[Saved entries]
================================
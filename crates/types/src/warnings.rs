//! Per-item warnings accumulated during a pipeline run.
//!
//! Warnings never unwind a stage. They are collected into the run report
//! with enough identifying context (entry id, stage, reason) to be
//! actionable by an editor without re-running with verbose logging.

use crate::ids::EntryId;
use serde::{Deserialize, Serialize};
use std::fmt;

/// The pipeline stage a warning was recorded in.
#[derive(Debug, Clone, Copy, PartialEq, Eq, Hash, Serialize, Deserialize)]
#[serde(rename_all = "snake_case")]
pub enum Stage {
    Loading,
    Deriving,
    Resolving,
    Rendering,
    Exporting,
    Packaging,
}

impl Stage {
    pub fn as_str(&self) -> &'static str {
        match self {
            Stage::Loading => "loading",
            Stage::Deriving => "deriving",
            Stage::Resolving => "resolving",
            Stage::Rendering => "rendering",
            Stage::Exporting => "exporting",
            Stage::Packaging => "packaging",
        }
    }
}

impl fmt::Display for Stage {
    fn fmt(&self, f: &mut fmt::Formatter<'_>) -> fmt::Result {
        f.write_str(self.as_str())
    }
}

/// Classification of a non-fatal, per-item issue.
#[derive(Debug, Clone, Copy, PartialEq, Eq, Hash, PartialOrd, Ord, Serialize, Deserialize)]
#[serde(rename_all = "snake_case")]
pub enum WarningKind {
    /// An entry's grammar references an inflection class missing from the
    /// rule table; the entry gets zero forms.
    UnknownInflectionClass,
    /// No segmentation of a compound resolved every constituent.
    DeconstructionFailed,
    /// A cross-reference target matched no entry; the link is degraded to
    /// plain text, never followed.
    UnresolvedReference,
    /// A reference matched several entries; resolution took the
    /// lexicographically smallest canonical id.
    AmbiguousReference,
    /// An exporter truncated an oversized field and appended an explicit
    /// pointer to the full entry.
    TruncatedField,
    /// The transliteration service failed; text passed through unchanged.
    TransliterationFailed,
}

impl WarningKind {
    pub fn as_str(&self) -> &'static str {
        match self {
            WarningKind::UnknownInflectionClass => "unknown_inflection_class",
            WarningKind::DeconstructionFailed => "deconstruction_failed",
            WarningKind::UnresolvedReference => "unresolved_reference",
            WarningKind::AmbiguousReference => "ambiguous_reference",
            WarningKind::TruncatedField => "truncated_field",
            WarningKind::TransliterationFailed => "transliteration_failed",
        }
    }
}

impl fmt::Display for WarningKind {
    fn fmt(&self, f: &mut fmt::Formatter<'_>) -> fmt::Result {
        f.write_str(self.as_str())
    }
}

/// One recorded issue.
#[derive(Debug, Clone, PartialEq, Serialize, Deserialize)]
pub struct Warning {
    /// The entry the issue belongs to, when one is identifiable.
    pub entry: Option<EntryId>,
    pub stage: Stage,
    pub kind: WarningKind,
    pub detail: String,
}

impl Warning {
    pub fn new(
        entry: impl Into<Option<EntryId>>,
        stage: Stage,
        kind: WarningKind,
        detail: impl Into<String>,
    ) -> Self {
        Self {
            entry: entry.into(),
            stage,
            kind,
            detail: detail.into(),
        }
    }
}

impl fmt::Display for Warning {
    fn fmt(&self, f: &mut fmt::Formatter<'_>) -> fmt::Result {
        match &self.entry {
            Some(id) => write!(f, "[{}] {} ({}): {}", self.stage, self.kind, id, self.detail),
            None => write!(f, "[{}] {}: {}", self.stage, self.kind, self.detail),
        }
    }
}

#[cfg(test)]
mod tests {
    use super::*;

    #[test]
    fn warning_display_includes_context() {
        let w = Warning::new(
            Some(EntryId::new("dhammacakka")),
            Stage::Deriving,
            WarningKind::DeconstructionFailed,
            "no segmentation resolves every constituent",
        );
        let text = w.to_string();
        assert!(text.contains("deriving"));
        assert!(text.contains("dhammacakka"));
        assert!(text.contains("deconstruction_failed"));
    }
}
================================
Task prompt:
Find and copy each line above holding "EntryId".

Exercise output:
use crate::ids::EntryId;
    pub entry: Option<EntryId>,
        entry: impl Into<Option<EntryId>>,
            Some(EntryId::new("dhammacakka")),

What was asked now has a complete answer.